Acne occurs from dead skin cells and oil from the skin clog hair follicles. Typical features of the condition include blackheads or whiteheads, pimples, and oily skin. It primarily affects skin with a relatively high number of oil glands, including the face, upper part of the chest, and back. Acne commonly occurs in adolescence and affects an estimated 80–90% of teenagers in the Western world. Some rural societies report lower rates of acne than industrialized ones.

In both sexes, hormones called androgens appear to be part of the underlying mechanism, by causing increased production of sebum. Another common factor is the excessive growth of the bacterium Cutibacterium acnes, which is present on the skin.

Treatments applied directly to the affected skin, such as azelaic acid, benzoyl peroxide, and salicylic acid, are commonly used. Antibiotics and retinoids are available in formulations that are applied to the skin and taken by mouth for the treatment of acne. However, resistance to antibiotics may develop as a result of antibiotic therapy. Several types of birth control pills may help prevent acne in women. Early and aggressive treatment of acne using isotretinoin may be helpful to decrease the long-term complication on individuals.

Adapalene gel can be used widely because it suppresses the secretion of sebum and has the effect of suppressing the recurrence of acne. Adapalene gel can irritate the skin if too much is applied initially. Benzoyl peroxide and azelaic acid, on the other hand, can be used on inflammatory acne sites because they help with inflammation. In general, long-term treatment of 1 month or more is required to see an effect.
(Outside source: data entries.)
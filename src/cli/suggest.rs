//! Hints for common git failures

use crate::execution::Suggester;
use regex::Regex;
use tracing::debug;

const RULES: &[(&str, &str)] = &[
    (
        r"(?i)not a git repository",
        "run meow inside a git repository, or create one with `git init`",
    ),
    (
        r"(?i)please tell me who you are|unable to auto-detect email address",
        "set your identity with `git config --global user.name` and `git config --global user.email`",
    ),
    (
        r"(?i)index\.lock.*exists",
        "another git process is running; if it is not, remove .git/index.lock",
    ),
    (
        r"(?i)\[rejected\].*(non-fast-forward|fetch first)|updates were rejected",
        "the remote has commits you do not have; try again with --pull",
    ),
    (
        r"(?i)has no upstream branch|no upstream configured",
        "set an upstream with `git push -u <remote> <branch>` or pass --remote and --branch",
    ),
    (
        r"(?i)authentication failed|permission denied \(publickey\)|could not read username",
        "check your credentials or SSH key for this remote",
    ),
    (
        r"(?i)does not appear to be a git repository|repository .* not found",
        "check the remote name and URL with `git remote -v`",
    ),
    (
        r"(?i)could not resolve host|unable to access",
        "check your network connection and the remote URL",
    ),
    (
        r"(?i)your local changes to the following files would be overwritten",
        "commit or stash your local changes first; try --stash",
    ),
    (
        r"(?i)\bconflict\b|fix conflicts|unmerged files",
        "resolve the conflicts, stage the files, and run meow again",
    ),
    (
        r"(?i)pathspec .* did not match any files",
        "check the paths given to --add",
    ),
    (
        r"(?i)nothing to commit|no changes added to commit",
        "there is nothing to commit; make some changes first",
    ),
];

/// Matches stderr against known git error messages
#[derive(Debug)]
pub struct GitSuggester {
    rules: Vec<(Regex, &'static str)>,
}

impl GitSuggester {
    pub fn new() -> Self {
        let rules = RULES
            .iter()
            .filter_map(|(pattern, hint)| match Regex::new(pattern) {
                Ok(re) => Some((re, *hint)),
                Err(e) => {
                    debug!("Skipping suggestion rule {:?}: {}", pattern, e);
                    None
                }
            })
            .collect();
        Self { rules }
    }
}

impl Default for GitSuggester {
    fn default() -> Self {
        Self::new()
    }
}

impl Suggester for GitSuggester {
    fn suggest(&self, stderr: &str) -> Option<String> {
        self.rules
            .iter()
            .find(|(re, _)| re.is_match(stderr))
            .map(|(_, hint)| format!("hint: {}", hint))
    }
}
#Benzoyl peroxide [OXY-10]
#Adapalene gel [Differin]
#Tretinoin cream

#Topical clindamycin
#Comedone extraction
  • Acne in the torso area. The upper part of the torso and back are common areas of acne.
  • Typical cheek acne.
  • Acne can occur on the back. If acne suddenly occurs widely on the back, drug eruption may be considered.
  • Typical forehead acne. Acne in adolescence tends to start with the forehead.
  • In the center of the picture, a white, non-inflammatory comedone is observed.
References Diagnosis and treatment of acne 23062156
Acne, the most common skin condition in the United States, is a persistent inflammatory skin problem. Treatment aims at addressing four main factors contributing to acne: excessive sebum production, skin cell buildup, Propionibacterium acnes colonization, and resulting inflammation. Topical retinoids effectively manage both inflammatory and non-inflammatory lesions by preventing and reducing comedones while addressing inflammation. Benzoyl peroxide, available over-the-counter, is a bactericidal agent without promoting bacterial resistance. While topical and oral antibiotics work alone, combining them with topical retinoids enhances their effectiveness. Adding benzoyl peroxide to antibiotic therapy lowers the risk of bacterial resistance. Oral isotretinoin, approved for severe and stubborn acne, is administered through the iPLEDGE program.
 Guidelines of care for the management of acne vulgaris 26897386
Common topical treatments for acne include benzoyl peroxide (BP), salicylic acid, antibiotics, combinations of antibiotics with BP, retinoids, combinations of retinoids with BP or antibiotics, azelaic acid, sulfone agents. Oral antibiotics have long been a key part of acne treatment, especially for moderate to severe cases. They work best when used alongside a topical retinoid and BP. Tetracycline, doxycycline, minocycline, trimethoprim/sulfamethoxazole (TMP/SMX), trimethoprim, erythromycin, azithromycin, amoxicillin, cephalexin have all shown evidence of effectiveness.
 Acne Vulgaris: Diagnosis and Treatment 31613567
Topical retinoids are always recommended for treating acne. When using systemic or topical antibiotics, it's important to combine them with benzoyl peroxide and retinoids, but only for up to 12 weeks. Isotretinoin is reserved for severe cases of acne that haven't responded to other treatments. While there's some evidence for physical treatments like laser therapy and chemical peels, as well as complementary approaches such as purified bee venom and certain diets, their effectiveness is still uncertain.
 Effects of Diet on Acne and Its Response to Treatment 32748305 
Several studies have evaluated the significance of the glycemic index of various foods and glycemic load in patients with acne, demonstrating individuals with acne who consume diets with a low glycemic load have reduced acne lesions compared with individuals on high glycemic load diets. Dairy has also been a focus of study regarding dietary influences on acne; whey proteins responsible for the insulinotropic effects of milk may contribute more to acne development than the actual fat or dairy content. Other studies have examined the effects of omega-3 fatty acid and γ-linoleic acid consumption in individuals with acne, showing individuals with acne benefit from diets consisting of fish and healthy oils, thereby increasing omega-3 and omega-6 fatty acid intake. Recent research into the effects of probiotic administration in individuals with acne present promising results; further study of the effects of probiotics on acne is needed to support the findings of these early studies.